Jumat, 12 Desember 2014

Kekeliruan Khowarij, Mu’tazilah, dan Murji’ah Dalam Masalah Iman



Ahlus Sunnah sepakat bahwasannya iman itu adalah pembenaran dalam hati, pengikraran dengan lisan dan pengamalan dengan anggota badan. Namun ada beberapa aliran yang menyelisihi hakekat iman tersebut, sehingga mereka terperosok ke dalam lembah kesesatan ‘aqidah. Di antaranya khowarij, mu’tazilah, dan murji’ah. Sebagian mereka berkata ;

“Sesungguhnya iman itu adalah sesuatu yang satu, dan tidak dapat terbagi-bagi. Iman adalah melakukan segala perbuatan yang di perintahkan, dan meninggalkan yang di larang. Iman itu tidak bertambah, dan tidak pula berkurang.
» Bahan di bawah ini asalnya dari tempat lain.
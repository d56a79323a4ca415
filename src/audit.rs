use std::collections::BTreeMap;

use crate::raft::types::{LogEntry, LogIndex, NodeId, Term};
use crate::raft::RaftServer;
use crate::storage::LogStorage;
use crate::util::errors::{RaftError, Result};

/// Cross-member safety checks, fed from what members expose publicly.
///
/// Keeps one leader per term and one committed entry per index across the
/// whole cluster. Meant for tests and offline verification; members never
/// consult it.
#[derive(Debug, Default)]
pub struct ClusterAuditor {
    leaders: BTreeMap<Term, NodeId>,
    // Index -> (term, checksum, first member that reported it)
    committed: BTreeMap<LogIndex, (Term, u32, NodeId)>,
}

impl ClusterAuditor {
    pub fn new() -> Self {
        Self::default()
    }

    /// At most one leader per term.
    pub fn record_leader(&mut self, term: Term, member: &NodeId) -> Result<()> {
        match self.leaders.get(&term) {
            Some(existing) if existing != member => Err(RaftError::ProtocolViolation(format!(
                "term {} has two leaders: {} and {}",
                term, existing, member
            ))),
            Some(_) => Ok(()),
            None => {
                self.leaders.insert(term, member.clone());
                Ok(())
            }
        }
    }

    /// Every member commits the same entry at a given index.
    pub fn record_committed(&mut self, member: &NodeId, entry: &LogEntry) -> Result<()> {
        if !entry.verify() {
            return Err(RaftError::ProtocolViolation(format!(
                "{} committed entry {} with a bad checksum",
                member, entry.index
            )));
        }
        match self.committed.get(&entry.index) {
            Some((term, checksum, first)) if *term != entry.term || *checksum != entry.checksum => {
                Err(RaftError::ProtocolViolation(format!(
                    "{} committed entry {} of term {}, but {} committed term {}",
                    member, entry.index, entry.term, first, term
                )))
            }
            Some(_) => Ok(()),
            None => {
                self.committed
                    .insert(entry.index, (entry.term, entry.checksum, member.clone()));
                Ok(())
            }
        }
    }

    /// Records the member's role and hands back what it committed since the
    /// last call, after checking it.
    pub fn observe(&mut self, server: &mut RaftServer) -> Result<Vec<LogEntry>> {
        let member = server.id().clone();
        if server.is_leader() {
            self.record_leader(server.term(), &member)?;
        }
        let entries = server.take_committed();
        for entry in &entries {
            self.record_committed(&member, entry)?;
        }
        Ok(entries)
    }

    /// The journal holds every index between its first and last one.
    pub fn check_gap_free(log: &dyn LogStorage) -> Result<()> {
        if log.is_empty() {
            return Ok(());
        }
        let first = log.first_index();
        let last = log.last_index();
        let entries = log.get_range(first, last)?;
        let mut expected = first;
        for entry in &entries {
            if entry.index != expected {
                return Err(RaftError::ProtocolViolation(format!(
                    "journal gap: expected index {}, found {}",
                    expected, entry.index
                )));
            }
            expected += 1;
        }
        if expected != last + 1 {
            return Err(RaftError::ProtocolViolation(format!(
                "journal gap: entries end at {}, last index is {}",
                expected - 1,
                last
            )));
        }
        Ok(())
    }

    pub fn leaders(&self) -> &BTreeMap<Term, NodeId> {
        &self.leaders
    }

    pub fn committed_len(&self) -> usize {
        self.committed.len()
    }
}
pub mod actor;
pub mod configuration;
pub mod election;
pub mod log;
pub mod reconfigure;
pub mod rpc;
pub mod server;
mod snapshot;
pub mod state;
pub mod types;

pub use configuration::{Configuration, Member, MemberType};
pub use log::{AppendHandle, AppendOutcome, EntryValidator, NoopEntryValidator, PositionValidator};
pub use reconfigure::{ReconfigureHandle, ReconfigureResult};
pub use rpc::{Envelope, RaftMessage};
pub use server::{RaftServer, RaftStateInfo, StartMode};
pub use state::NodeState;
pub use types::{ApplicationEntry, EntryPayload, LogEntry, LogIndex, NodeId, Term};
Dan sesungguhnya dosa besar itu tidak bisa bercampur dengan keimanan, bahkan dosa besar itu menghilangkan keimanan (karena tidak bisa bercampur). Maka jika sebagian keimanan itu hilang karena melakukan dosa besar, berarti hilanglah keimanan itu seluruhnya (karena iman itu satu, jika rusak sedikit, maka rusaklah semuanya). Barang siapa yang melakukan dosa besar, maka hilanglah seluruh keimanannya, dan darah serta hartanya menjadi halal.”

Jadi menurut mereka, keimanan itu tidak akan bisa disandingkan dengan dosa besar. Akibatnya, seseorang yang melakukan dosa besar tidak lagi dianggap sebagai orang yang memiliki keimanan, dikarenakan dosa tersebut meniadakan keimanan.
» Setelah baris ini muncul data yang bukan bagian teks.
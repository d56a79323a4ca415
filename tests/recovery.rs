mod common;

use common::Cluster;
use raftline::raft::rpc::{AppendEntriesRequest, RequestVoteRequest};
use raftline::raft::{
    ApplicationEntry, EntryPayload, LogEntry, Member, NodeState, RaftMessage, RaftServer, StartMode,
};
use raftline::storage::{
    LogStorage, MemoryLogStorage, MemorySnapshotStore, MemoryStateStorage, RaftStorage,
    StateStorage,
};
use raftline::util::errors::RaftError;

fn storage(log: &MemoryLogStorage, state: &MemoryStateStorage) -> RaftStorage {
    RaftStorage {
        log: Box::new(log.clone()),
        state: Box::new(state.clone()),
        snapshots: Box::new(MemorySnapshotStore::new()),
    }
}

fn members() -> Vec<Member> {
    vec![Member::active("node-1"), Member::active("node-2")]
}

#[test]
fn test_restarted_follower_catches_up_and_replays() {
    let mut cluster = Cluster::new(&["node-1", "node-2", "node-3"], 21);
    let leader = cluster.await_leader(1_000);
    let follower = cluster
        .ids()
        .into_iter()
        .find(|id| id != &leader)
        .expect("a follower");
    assert!(cluster.run_until(500, |c| c.converged()));

    cluster.crash(&follower);
    for _ in 0..5 {
        cluster.append(&leader);
    }
    let last = cluster.server(&leader).log().last_index();
    assert!(cluster.run_until(500, |c| c.server(&leader).commit_index() == last));

    cluster.restart(&follower, StartMode::Bootstrap);
    assert!(cluster.run_until(1_000, |c| c.converged()));
    assert!(cluster.server(&follower).is_ready());
    assert_eq!(cluster.server(&follower).commit_index(), last);
    // Entries committed before the crash are handed to the application again
    let replays = cluster
        .applied(&follower)
        .iter()
        .filter(|e| e.index == 1)
        .count();
    assert_eq!(replays, 2);
}

#[test]
fn test_term_is_restored_from_the_journal() {
    let mut log = MemoryLogStorage::new();
    log.append(vec![LogEntry::new(5, 1, EntryPayload::Initial)])
        .unwrap();
    log.flush().unwrap();
    let state = MemoryStateStorage::new();

    let server = RaftServer::new(
        common::config("node-1", 1),
        storage(&log, &state),
        members(),
        StartMode::Bootstrap,
    )
    .unwrap();
    assert_eq!(server.term(), 5);
    assert_eq!(state.load_term().unwrap(), 5);
}

#[test]
fn test_corrupted_journal_refuses_to_start() {
    let mut log = MemoryLogStorage::new();
    log.append(vec![LogEntry::new(1, 1, EntryPayload::Initial)])
        .unwrap();
    log.flush().unwrap();
    let payload = EntryPayload::Application(ApplicationEntry::new(1, 1, vec![9]));
    assert!(log.corrupt(1, payload));

    let result = RaftServer::new(
        common::config("node-1", 1),
        storage(&log, &MemoryStateStorage::new()),
        members(),
        StartMode::Bootstrap,
    );
    assert!(matches!(result, Err(RaftError::Corruption(_))));
}

#[test]
fn test_lost_committed_entries_stop_the_member() {
    let log = MemoryLogStorage::new();
    let mut state = MemoryStateStorage::new();
    state.save_term(1).unwrap();
    state.save_commit_index(5).unwrap();

    let mut server = RaftServer::new(
        common::config("node-1", 1),
        storage(&log, &state),
        members(),
        StartMode::Bootstrap,
    )
    .unwrap();
    server.start();
    server.handle(
        "node-2".to_string(),
        RaftMessage::AppendEntries(AppendEntriesRequest {
            term: 1,
            leader_id: "node-2".to_string(),
            prev_log_index: 0,
            prev_log_term: 0,
            entries: vec![],
            leader_commit: 1,
            request_id: 1,
        }),
    );

    assert!(matches!(server.fatal_error(), Some(RaftError::DataLoss(_))));
    assert_eq!(server.role(), NodeState::Inactive);
    // A stopped member ignores everything
    server.tick();
    assert!(server.take_outbox().is_empty());
}

#[test]
fn test_recovering_member_votes_only_once_caught_up() {
    let mut cluster = Cluster::new(&["node-1", "node-2", "node-3"], 22);
    let leader = cluster.await_leader(1_000);
    for _ in 0..3 {
        cluster.append(&leader);
    }
    assert!(cluster.run_until(500, |c| c.converged()));
    let followers: Vec<String> = cluster.ids().into_iter().filter(|id| id != &leader).collect();
    let (recovering, other) = (&followers[0], &followers[1]);

    cluster.crash(recovering);
    cluster.wipe(recovering);
    cluster.restart(recovering, StartMode::Recover);

    let term = cluster.server(&leader).term();
    let vote = |term, last_log_index, last_log_term| {
        RaftMessage::RequestVote(RequestVoteRequest {
            term,
            candidate_id: other.clone(),
            last_log_index,
            last_log_term,
        })
    };
    let replies = cluster.handle_direct(recovering, other, vote(term, 100, term));
    assert!(replies.iter().any(|e| matches!(
        &e.message,
        RaftMessage::RequestVoteResponse(r) if !r.vote_granted
    )));

    assert!(cluster.run_until(1_000, |c| c.server(recovering).is_ready()));
    let server = cluster.server(recovering);
    let (last_index, last_term) = (server.log().last_index(), server.log().last_term());
    let replies = cluster.handle_direct(recovering, other, vote(term + 1, last_index, last_term));
    assert!(replies.iter().any(|e| matches!(
        &e.message,
        RaftMessage::RequestVoteResponse(r) if r.vote_granted
    )));
}

#[test]
fn test_crash_with_unflushed_entries_recovers() {
    let mut cluster = Cluster::new(&["node-1", "node-2", "node-3"], 23);
    let leader = cluster.await_leader(1_000);
    let follower = cluster
        .ids()
        .into_iter()
        .find(|id| id != &leader)
        .expect("a follower");
    assert!(cluster.run_until(500, |c| c.converged()));

    cluster.nodes[&follower].disk.flush.set_failing(true);
    for _ in 0..5 {
        cluster.append(&leader);
    }
    let last = cluster.server(&leader).log().last_index();
    assert!(cluster.run_until(500, |c| c.server(&leader).commit_index() == last));
    assert!(cluster.server(&follower).log().last_flushed_index() < last);

    cluster.crash(&follower);
    cluster.nodes[&follower].disk.flush.set_failing(false);
    assert!(cluster.node(&follower).disk.log.last_index() < last);

    cluster.restart(&follower, StartMode::Bootstrap);
    assert!(cluster.run_until(1_000, |c| c.converged()));
    assert!(cluster.server(&follower).fatal_error().is_none());
    assert_eq!(cluster.server(&follower).commit_index(), last);
}

#[test]
fn test_wiped_and_stale_members_cannot_form_a_quorum() {
    let mut cluster = Cluster::new(&["node-1", "node-2", "node-3"], 24);
    let leader = cluster.await_leader(1_000);
    assert!(cluster.run_until(500, |c| c.converged()));
    let followers: Vec<String> = cluster.ids().into_iter().filter(|id| id != &leader).collect();
    let (wiped, stale) = (followers[0].clone(), followers[1].clone());

    cluster.crash(&stale);
    for _ in 0..10 {
        cluster.append(&leader);
    }
    let last = cluster.server(&leader).log().last_index();
    assert!(cluster.run_until(500, |c| c.server(&leader).commit_index() == last));
    let snapshot = cluster
        .server_mut(&leader)
        .take_snapshot(last, &[3; 40])
        .unwrap();
    cluster.run(1);
    assert_eq!(cluster.server(&leader).log().first_index(), last + 1);

    // Only the leader still holds the last committed entries
    cluster.crash(&wiped);
    cluster.wipe(&wiped);
    cluster.partition(&[&[leader.as_str()][..], &[wiped.as_str(), stale.as_str()][..]]);
    cluster.restart(&wiped, StartMode::Recover);
    cluster.restart(&stale, StartMode::Bootstrap);
    let stale_commit = cluster.server(&stale).commit_index();
    assert!(stale_commit < last);

    for _ in 0..200 {
        cluster.step();
        for id in [&wiped, &stale] {
            let server = cluster.server(id);
            assert!(!server.is_leader(), "{} must not lead", id);
            assert!(server.commit_index() <= stale_commit);
        }
        assert!(!cluster.server(&wiped).is_ready());
    }

    cluster.heal();
    let mut ready_without_snapshot = false;
    assert!(cluster.run_until(2_000, |c| {
        let server = c.server(&wiped);
        if server.is_ready() && server.snapshot_meta().is_none() {
            ready_without_snapshot = true;
        }
        server.is_ready()
    }));
    assert!(!ready_without_snapshot);
    let server = cluster.server(&wiped);
    assert_eq!(server.snapshot_meta().map(|m| m.index), Some(snapshot.index));
    assert!(server.commit_index() >= last);
    assert!(cluster.run_until(1_000, |c| c.converged()));
}
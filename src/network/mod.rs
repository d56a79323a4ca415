// src/network/mod.rs
pub mod actor;
pub mod codec;
pub mod messages;
pub mod peer_registry;

// Re-export the main network types for easy access from outside the network module
pub use actor::LocalNetwork;
pub use codec::{MessageCodec, NetworkMessage, MAX_MESSAGE_SIZE};
pub use messages::{
    GetNetworkStats, Heal, NetworkStats, Partition, RegisterMember, RemoveMember, SetDropRate,
};
pub use peer_registry::{MemberResolver, PeerRegistry};
use futures::channel::oneshot;
use std::collections::BTreeMap;

use super::rpc::{AppendEntriesRequest, AppendEntriesResponse, RaftMessage};
use super::server::RaftServer;
use super::snapshot::InstallProgress;
use super::types::{ApplicationEntry, LogEntry, LogIndex, NodeId};
use crate::util::errors::{RaftError, Result};

/// Final result of an append.
#[derive(Debug)]
pub enum AppendOutcome {
    /// The entry never made it into the journal
    WriteFailed(RaftError),
    Committed(LogIndex),
    /// The entry was written but this member lost leadership before it
    /// committed. A later leader may still commit it.
    CommitFailed(LogIndex, RaftError),
}

/// Completion handles of one append.
///
/// `written` resolves once the entry is flushed on the leader, `outcome` once
/// it commits or definitely fails.
pub struct AppendHandle {
    pub index: Option<LogIndex>,
    pub written: oneshot::Receiver<LogIndex>,
    pub outcome: oneshot::Receiver<AppendOutcome>,
}

impl AppendHandle {
    fn failed(error: RaftError) -> Self {
        let (_, written) = oneshot::channel();
        let (sender, outcome) = oneshot::channel();
        let _ = sender.send(AppendOutcome::WriteFailed(error));
        Self {
            index: None,
            written,
            outcome,
        }
    }

    /// Index the entry was flushed at, if that already happened.
    pub fn try_written(&mut self) -> Option<LogIndex> {
        self.written.try_recv().ok().flatten()
    }

    /// The outcome, if it is already decided.
    pub fn try_outcome(&mut self) -> Option<AppendOutcome> {
        self.outcome.try_recv().ok().flatten()
    }

    pub async fn wait(self) -> AppendOutcome {
        let index = self.index;
        self.outcome.await.unwrap_or_else(|_| {
            let error = RaftError::Rejected("member stopped".to_string());
            match index {
                Some(index) => AppendOutcome::CommitFailed(index, error),
                None => AppendOutcome::WriteFailed(error),
            }
        })
    }
}

/// Checks an application entry against the previous one before the leader
/// appends it.
pub trait EntryValidator: Send {
    fn validate(
        &self,
        previous: Option<&ApplicationEntry>,
        entry: &ApplicationEntry,
    ) -> std::result::Result<(), String>;
}

#[derive(Debug, Default, Clone, Copy)]
pub struct NoopEntryValidator;

impl EntryValidator for NoopEntryValidator {
    fn validate(
        &self,
        _previous: Option<&ApplicationEntry>,
        _entry: &ApplicationEntry,
    ) -> std::result::Result<(), String> {
        Ok(())
    }
}

/// Requires entries to cover contiguous, non-overlapping position ranges.
#[derive(Debug, Default, Clone, Copy)]
pub struct PositionValidator;

impl EntryValidator for PositionValidator {
    fn validate(
        &self,
        previous: Option<&ApplicationEntry>,
        entry: &ApplicationEntry,
    ) -> std::result::Result<(), String> {
        if entry.lowest_position > entry.highest_position {
            return Err(format!(
                "lowest position {} above highest position {}",
                entry.lowest_position, entry.highest_position
            ));
        }
        if let Some(previous) = previous {
            if entry.lowest_position != previous.highest_position + 1 {
                return Err(format!(
                    "expected lowest position {}, got {}",
                    previous.highest_position + 1,
                    entry.lowest_position
                ));
            }
        }
        Ok(())
    }
}

#[derive(Debug, Clone, Copy, PartialEq, Eq)]
pub(super) struct InFlight {
    pub(super) request_id: u64,
    pub(super) sent_at_ms: u64,
}

/// What the leader knows about one member.
#[derive(Debug, Clone)]
pub(super) struct MemberProgress {
    pub(super) next_index: LogIndex,
    pub(super) match_index: LogIndex,
    pub(super) snapshot_index: LogIndex,
    pub(super) configuration_index: LogIndex,
    /// At most one append request is outstanding per member
    pub(super) in_flight: Option<InFlight>,
    pub(super) install: Option<InstallProgress>,
    pub(super) last_response_ms: Option<u64>,
    pub(super) failures: u32,
}

impl MemberProgress {
    fn new(next_index: LogIndex) -> Self {
        Self {
            next_index,
            match_index: 0,
            snapshot_index: 0,
            configuration_index: 0,
            in_flight: None,
            install: None,
            last_response_ms: None,
            failures: 0,
        }
    }
}

/// Volatile state of a leader, dropped when leadership ends.
#[derive(Debug, Clone)]
pub struct LeaderState {
    pub(super) progress: BTreeMap<NodeId, MemberProgress>,
    /// Index of this leader's initial entry
    pub(super) initial_index: LogIndex,
    pub(super) elected_at_ms: u64,
    pub(super) next_heartbeat_ms: u64,
}

impl LeaderState {
    pub(super) fn new(initial_index: LogIndex, now_ms: u64) -> Self {
        Self {
            progress: BTreeMap::new(),
            initial_index,
            elected_at_ms: now_ms,
            next_heartbeat_ms: now_ms,
        }
    }

    pub(super) fn track(&mut self, member: NodeId, next_index: LogIndex) {
        self.progress
            .entry(member)
            .or_insert_with(|| MemberProgress::new(next_index));
    }
}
Kedudukan pelaku dosa besar menurut Khowarij dan Mu’tazilah :

Khowarij mengatakan : “Seseorang yang berdosa besar menjadi kafir di dunia dan di akhirat. Di dunia dia tidak boleh mewarisi dan diwarisi warisan, tidak dimandikan (ketika meninggal), tidak disholatkan, tidak dikafani, serta tidak dikuburkan di pemakaman kaum muslimin. Sedangkan di akhirat dia kekal di neraka.”
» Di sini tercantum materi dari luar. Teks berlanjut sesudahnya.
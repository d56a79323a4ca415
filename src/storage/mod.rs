pub mod flush;
pub mod log_storage;
pub mod snapshot_storage;
pub mod state_storage;

pub use flush::{FaultyFlush, FlushStrategy, FlushTarget, NoopFlush, SyncFlush};
pub use log_storage::{FileLogStorage, LogStorage, MemoryLogStorage};
pub use snapshot_storage::{
    FaultyPersistHook, FileSnapshotStore, MemorySnapshotStore, NoopPersistHook, PersistHook,
    Snapshot, SnapshotId, SnapshotListener, SnapshotMeta, SnapshotStore,
};
pub use state_storage::{FileStateStorage, MemoryStateStorage, PersistentState, StateStorage};

use crate::util::errors::Result;
use std::path::PathBuf;

/// Everything a member persists: journal, metadata and snapshots.
pub struct RaftStorage {
    pub log: Box<dyn LogStorage>,
    pub state: Box<dyn StateStorage>,
    pub snapshots: Box<dyn SnapshotStore>,
}

impl RaftStorage {
    /// Opens (or creates) the file-backed stores under `data_dir`.
    pub fn open(data_dir: PathBuf) -> Result<Self> {
        Self::open_with(data_dir, Box::new(SyncFlush), Box::new(NoopPersistHook))
    }

    pub fn open_with(
        data_dir: PathBuf,
        flusher: Box<dyn FlushStrategy>,
        hook: Box<dyn PersistHook>,
    ) -> Result<Self> {
        Ok(Self {
            log: Box::new(FileLogStorage::with_flusher(data_dir.clone(), flusher)?),
            state: Box::new(FileStateStorage::new(data_dir.clone())?),
            snapshots: Box::new(FileSnapshotStore::with_hook(data_dir, hook)?),
        })
    }

    pub fn in_memory() -> Self {
        Self {
            log: Box::new(MemoryLogStorage::new()),
            state: Box::new(MemoryStateStorage::new()),
            snapshots: Box::new(MemorySnapshotStore::new()),
        }
    }
}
Mu’tazilah mengatakan : “Sesungguhnya seseorang yang melakukan dosa besar tidaklah kami namakan sebagai seorang mu’min, tidak pula kafir, akan tetapi kedudukannya di antara dua hal tersebut (mu’min dan kafir). Dia telah keluar dari keimanan, akan tetapi tidak sampai masuk ke dalam kekufuran.”. Adapun di dunia, dia dihukumi sebagai seorang muslim yang harta dan darahnya terlindungi, dia mewarisi dan diwarisi, disholatkan ketika meninggal dunia, serta dikuburkan di pemakaman kaum muslimin. Sedangkan di akhirat dia dihukumi sebagai orang yang akan kekal di neraka, namun ‘adzabnya tidaklah sama dengan ‘adzab orang-orang kafir. Ini disebabkan salah satu ‘aqidah sesat mereka yaitu ;“kewajiban untuk menunaikan ancaman” bagi Alloh. Artinya, barang siapa yang melakukan dosa besar, maka wajib bagi Alloh untuk memasukkannya ke dalam neraka, dan pelaku dosa besar itu kekal di neraka. Ini dikarenakan mereka menolak hadits-hadits shohih tentang syafa’at dari Rosululloh r yang terdapat dalam Shohih Bukhori dan Shohih Muslim ataupun yang lainnya.

Kesesatan Murji’ah :

Murji’ah adalah ahlut tafrith (kelompok yang cenderung meremehkan). Mereka bermacam-macam, akan tetapi yang menyamakan mereka adalah aqidah ; “mengeluarkan amalan dari istilah keimanan (amal bukanlah sebagian dari iman)”. Kelompok Murji’ah yang dimaksud dalam pembahasan kali ini adalah kelompok “Murji’ah murni”, yang mengatakan ; “Kemaksiatan itu tidaklah berpengaruh selama masih terdapat keimanan, sebagaimana ketaatan seseorang itu tidaklah bermanfaat selama di dirinya masih terdapat kekufuran”. Mereka memaknakan keimanan itu hanyalah sebatas pengakuan di dalam hati, meskipun tidak mengatakan keimanan tersebut dengan lisannya. Maka, pelaku dosa besar menurut mereka tetap dihukumi sebagai seorang mu’min dengan keimanan yang sempurna dan perbuatan dosa besar tersebut tidak berpengaruh  sama sekali terhadap keimanannya.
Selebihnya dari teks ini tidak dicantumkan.